The magnetic resonance longitudinal relaxation time (T₁) changes with thrombus age in humans. In this study, we investigate the possible mechanisms that give rise to the T₁ signal in venous thrombi and whether changes in T₁ relaxation time are informative of the susceptibility to lysis.

Venous thrombosis was induced in the vena cava of BALB/C mice, and temporal changes in T₁ relaxation time correlated with thrombus composition. The mean T₁ relaxation time of thrombus was shortest at 7days following thrombus induction and returned to that of blood as the thrombus resolved. T₁ relaxation time was related to thrombus methemoglobin formation and further processing. Studies in inducible nitric oxide synthase (iNOS^−/−)–deficient mice revealed that inducible nitric oxide synthase mediates oxidation of erythrocyte lysis–derived iron to paramagnetic Fe³⁺, which causes thrombus T₁ relaxation time shortening.
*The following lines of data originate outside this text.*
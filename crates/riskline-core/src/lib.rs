pub mod cache;
pub mod config;
pub mod diff;
pub mod error;
pub mod git;
pub mod highlight;
pub mod project;
pub mod risk;

// Re-export key types
pub use cache::TtlCache;
pub use config::Settings;
pub use diff::{map_lines, DegradeReason, LineChangeInfo, LineMapResult};
pub use error::RisklineError;
pub use git::GitOps;
pub use highlight::{group_by_current_line, highlight_cycle, GroupedRisks, HighlightUpdate};
pub use risk::{Risk, RiskCategory, RiskLevel, RiskProvider};
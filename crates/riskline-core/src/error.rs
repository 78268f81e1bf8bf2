use thiserror::Error;

#[derive(Error, Debug)]
pub enum RisklineError {
    #[error("git {op} failed: {message}")]
    Git { op: String, message: String },

    #[error("workspace error: {0}")]
    Workspace(String),

    #[error("configuration error: {0}")]
    Config(String),

    #[error("risk provider error: {0}")]
    Provider(String),

    #[error("watch error: {0}")]
    Watch(String),

    #[error("IO error: {0}")]
    Io(#[from] std::io::Error),

    #[error("JSON error: {0}")]
    Json(#[from] serde_json::Error),
}

impl RisklineError {
    pub fn git(op: impl Into<String>, message: impl Into<String>) -> Self {
        Self::Git {
            op: op.into(),
            message: message.into(),
        }
    }
}

pub type Result<T> = std::result::Result<T, RisklineError>;
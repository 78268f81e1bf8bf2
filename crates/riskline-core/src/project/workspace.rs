use std::path::{Path, PathBuf};

use crate::config::Settings;
use crate::error::{Result, RisklineError};
use crate::git::GitOps;

/// Resolved once at session start; the engine never re-derives it per cycle.
#[derive(Debug, Clone)]
pub struct WorkspaceInfo {
    pub root: PathBuf,
    pub repo_name: String,
    pub base_branch: String,
}

/// Locates the repository enclosing `start` and pins the session context:
/// repository root, repository name (from the `origin` remote), and the
/// base branch the anchors were recorded against (from settings).
pub async fn resolve_workspace(start: &Path, settings: &Settings) -> Result<WorkspaceInfo> {
    let start = if start.is_file() {
        start.parent().unwrap_or(start)
    } else {
        start
    };

    let root = GitOps::find_root(start).ok_or_else(|| {
        RisklineError::Workspace(format!(
            "no git repository found at or above {}",
            start.display()
        ))
    })?;

    let git = GitOps::new(&root);
    let repo_name = git.repo_name().await?;

    Ok(WorkspaceInfo {
        root,
        repo_name,
        base_branch: settings.repo.base_branch.clone(),
    })
}

#[cfg(test)]
mod tests {
    use super::*;
    use tempfile::TempDir;

    #[tokio::test]
    async fn test_resolve_fails_outside_a_repository() {
        let tmp = TempDir::new().unwrap();
        let settings = Settings::default();

        let result = resolve_workspace(tmp.path(), &settings).await;
        assert!(matches!(result, Err(RisklineError::Workspace(_))));
    }
}
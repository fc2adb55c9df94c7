use std::path::PathBuf;
use std::time::Duration;

pub const TARGET_URL: &str =
    "https://www.boston.gov/departments/licensing-board/licensing-board-information-and-members";
pub const BASE_URL: &str = "https://www.boston.gov";
pub const DEFAULT_TIMEOUT_SECS: u64 = 30;

pub const DATA_DIR: &str = "data";
pub const PDF_DIR: &str = "voting_minutes_pdfs";
pub const TEXT_DIR: &str = "voting_minutes_txt";

const VIDEO_LINKS_FILE: &str = "hearing_video_links.json";
const MINUTES_LINKS_FILE: &str = "voting_minutes_links.json";
const URL_EXCLUDE_LIST_FILE: &str = "url_exclude_list.json";
const STATS_LOG_FILE: &str = "link_stats_log.csv";

/// Resolved run configuration. Built once in `main` from CLI flags and
/// passed by reference to every stage.
pub struct Config {
    pub target_url: String,
    pub base_url: String,
    pub timeout: Duration,
    pub data_dir: PathBuf,
    pub pdf_dir: PathBuf,
    pub text_dir: PathBuf,
}

impl Config {
    pub fn new(
        target_url: String,
        base_url: String,
        timeout_secs: u64,
        data_dir: PathBuf,
        pdf_dir: PathBuf,
        text_dir: PathBuf,
    ) -> Self {
        Self {
            target_url,
            base_url,
            timeout: Duration::from_secs(timeout_secs),
            data_dir,
            pdf_dir,
            text_dir,
        }
    }

    pub fn video_links_file(&self) -> PathBuf {
        self.data_dir.join(VIDEO_LINKS_FILE)
    }

    pub fn minutes_links_file(&self) -> PathBuf {
        self.data_dir.join(MINUTES_LINKS_FILE)
    }

    pub fn exclude_list_file(&self) -> PathBuf {
        self.data_dir.join(URL_EXCLUDE_LIST_FILE)
    }

    pub fn stats_log_file(&self) -> PathBuf {
        self.data_dir.join(STATS_LOG_FILE)
    }
}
Studies using chemokine receptor-2–deficient mice (Ccr2^−/−) revealed that the return of the T₁ signal to that of blood is regulated by removal of Fe³⁺ by macrophages that accumulate in the thrombus during its resolution. Quantification of T₁ relaxation time was a good predictor of successful thrombolysis with a cutoff point of <747 ms having a sensitivity and specificity to predict successful lysis of 83% and 94%, respectively.

The source of the T₁ signal in the thrombus results from the oxidation of iron (released from the lysis of trapped erythrocytes in the thrombus) to its paramagnetic Fe³⁺ form. Quantification of T₁ relaxation time appears to be a good predictor of the success of thrombolysis.